//! Shared utilities for integration tests.

#![allow(dead_code)]

use std::net::SocketAddr;
use std::sync::Arc;

use serde_json::{json, Value};
use tokio::io::{AsyncReadExt, AsyncWriteExt};
use tokio::net::{TcpListener, TcpStream};

/// One decoded JSON-RPC request.
#[derive(Debug, Clone)]
pub struct RpcCall {
    pub method: String,
    pub params: Value,
    pub authorization: Option<String>,
}

/// Reply as (HTTP status, body).
pub type Reply = (u16, String);

/// Body of a successful JSON-RPC reply.
pub fn ok(result: Value) -> Reply {
    (200, json!({"result": result, "error": null, "id": 1}).to_string())
}

/// Body of a JSON-RPC error reply, sent with HTTP 500 like zcashd does.
pub fn rpc_error(code: i64, message: &str) -> Reply {
    (
        500,
        json!({"result": null, "error": {"code": code, "message": message}, "id": 1}).to_string(),
    )
}

/// Start a mock JSON-RPC node on an ephemeral port.
pub async fn start_mock_node<F>(handler: F) -> SocketAddr
where
    F: Fn(RpcCall) -> Reply + Send + Sync + 'static,
{
    let listener = TcpListener::bind("127.0.0.1:0").await.unwrap();
    let addr = listener.local_addr().unwrap();
    let handler = Arc::new(handler);

    tokio::spawn(async move {
        loop {
            match listener.accept().await {
                Ok((socket, _)) => {
                    let handler = handler.clone();
                    tokio::spawn(async move {
                        serve(socket, handler.as_ref()).await;
                    });
                }
                Err(_) => break,
            }
        }
    });
    addr
}

/// An address nothing listens on.
pub async fn dead_address() -> SocketAddr {
    let listener = TcpListener::bind("127.0.0.1:0").await.unwrap();
    let addr = listener.local_addr().unwrap();
    drop(listener);
    addr
}

async fn serve<F>(mut socket: TcpStream, handler: &F)
where
    F: Fn(RpcCall) -> Reply,
{
    let Some(call) = read_call(&mut socket).await else {
        return;
    };
    let (status, body) = handler(call);
    let status_text = match status {
        200 => "200 OK",
        401 => "401 Unauthorized",
        403 => "403 Forbidden",
        429 => "429 Too Many Requests",
        500 => "500 Internal Server Error",
        502 => "502 Bad Gateway",
        503 => "503 Service Unavailable",
        _ => "200 OK",
    };
    let response = format!(
        "HTTP/1.1 {}\r\nContent-Type: application/json\r\nContent-Length: {}\r\nConnection: close\r\n\r\n{}",
        status_text,
        body.len(),
        body
    );
    let _ = socket.write_all(response.as_bytes()).await;
    let _ = socket.shutdown().await;
}

async fn read_call(socket: &mut TcpStream) -> Option<RpcCall> {
    let mut buf = Vec::new();
    let mut chunk = [0u8; 4096];
    let header_end = loop {
        let n = socket.read(&mut chunk).await.ok()?;
        if n == 0 {
            return None;
        }
        buf.extend_from_slice(&chunk[..n]);
        if let Some(pos) = buf.windows(4).position(|w| w == b"\r\n\r\n") {
            break pos + 4;
        }
    };

    let head = String::from_utf8_lossy(&buf[..header_end]).to_string();
    let header = |name: &str| {
        head.lines().find_map(|line| {
            let (key, value) = line.split_once(':')?;
            key.trim()
                .eq_ignore_ascii_case(name)
                .then(|| value.trim().to_string())
        })
    };
    let length: usize = header("content-length")?.parse().ok()?;
    while buf.len() < header_end + length {
        let n = socket.read(&mut chunk).await.ok()?;
        if n == 0 {
            return None;
        }
        buf.extend_from_slice(&chunk[..n]);
    }

    let request: Value = serde_json::from_slice(&buf[header_end..header_end + length]).ok()?;
    Some(RpcCall {
        method: request["method"].as_str()?.to_string(),
        params: request["params"].clone(),
        authorization: header("authorization"),
    })
}

/// Unsigned v4 transaction hex with `inputs` empty scriptSigs and one output.
pub fn v4_tx_hex(inputs: u8, script_sig: &[u8]) -> String {
    let mut tx = Vec::new();
    tx.extend_from_slice(&(4u32 | 1 << 31).to_le_bytes());
    tx.extend_from_slice(&0x892f_2085u32.to_le_bytes());
    tx.push(inputs);
    for i in 0..inputs {
        tx.extend_from_slice(&[i; 32]);
        tx.extend_from_slice(&0u32.to_le_bytes());
        tx.push(script_sig.len() as u8);
        tx.extend_from_slice(script_sig);
        tx.extend_from_slice(&0xffff_ffffu32.to_le_bytes());
    }
    tx.push(1);
    tx.extend_from_slice(&1_000u64.to_le_bytes());
    tx.push(0);
    tx.extend_from_slice(&[0u8; 8]);
    hex::encode(tx)
}
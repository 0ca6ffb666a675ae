//! Import of a funding key into the node wallet.

use thiserror::Error;

use crate::config::SecretsConfig;
use crate::rpc::{NodeApi, RpcError};

/// Marker left in template configs where the key belongs.
const PLACEHOLDER_MARKER: &str = "PASTE";

#[derive(Debug, Error)]
pub enum ImportKeyError {
    #[error("secrets.wallet_wif is not set")]
    MissingKey,

    #[error("secrets.wallet_wif still holds the template placeholder")]
    PlaceholderKey,

    #[error("importprivkey failed: {0}")]
    Rpc(#[from] RpcError),
}

/// Import `secrets.wallet_wif` under `secrets.wallet_label`.
///
/// The key itself is never logged.
pub async fn import_wallet_key(node: &dyn NodeApi, secrets: &SecretsConfig) -> Result<(), ImportKeyError> {
    let wif = secrets
        .wallet_wif
        .as_deref()
        .map(str::trim)
        .filter(|w| !w.is_empty())
        .ok_or(ImportKeyError::MissingKey)?;
    if wif.to_ascii_uppercase().contains(PLACEHOLDER_MARKER) {
        return Err(ImportKeyError::PlaceholderKey);
    }

    tracing::info!(
        label = %secrets.wallet_label,
        rescan = secrets.wallet_rescan,
        "Importing wallet key"
    );
    node.import_priv_key(wif, &secrets.wallet_label, secrets.wallet_rescan)
        .await?;
    tracing::info!(label = %secrets.wallet_label, "Wallet key imported");
    Ok(())
}
//! Drivers that decide when mint cycles run.
//!
//! # Data Flow
//! ```text
//! Mode::resolve(CLI flags, [automation])
//!     Once     → one cycle over every target
//!     Loop     → one job, cycle every loop_interval_secs
//!     Schedule → one job per configured interval
//!     Watch    → one job per target: ticker live? → cycle for that target
//!
//! every job ─ lock(shared orchestrator) ─ run_cycle ─ unlock
//!     └─ select! on the shutdown receiver between and during cycles
//! ```
//!
//! # Design Decisions
//! - One orchestrator behind an async mutex: one attempt in flight per process
//! - Shutdown cancels the running cycle; dropped attempts release reservations

pub mod drivers;
pub mod mode;

pub use drivers::{run_interval_job, run_mode, run_once, run_watcher, SharedOrchestrator};
pub use mode::{Mode, ModeFlags};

Your goal: Among the lines of the material, count those that contain the string "tokio" and state only that count.

The completed task: 4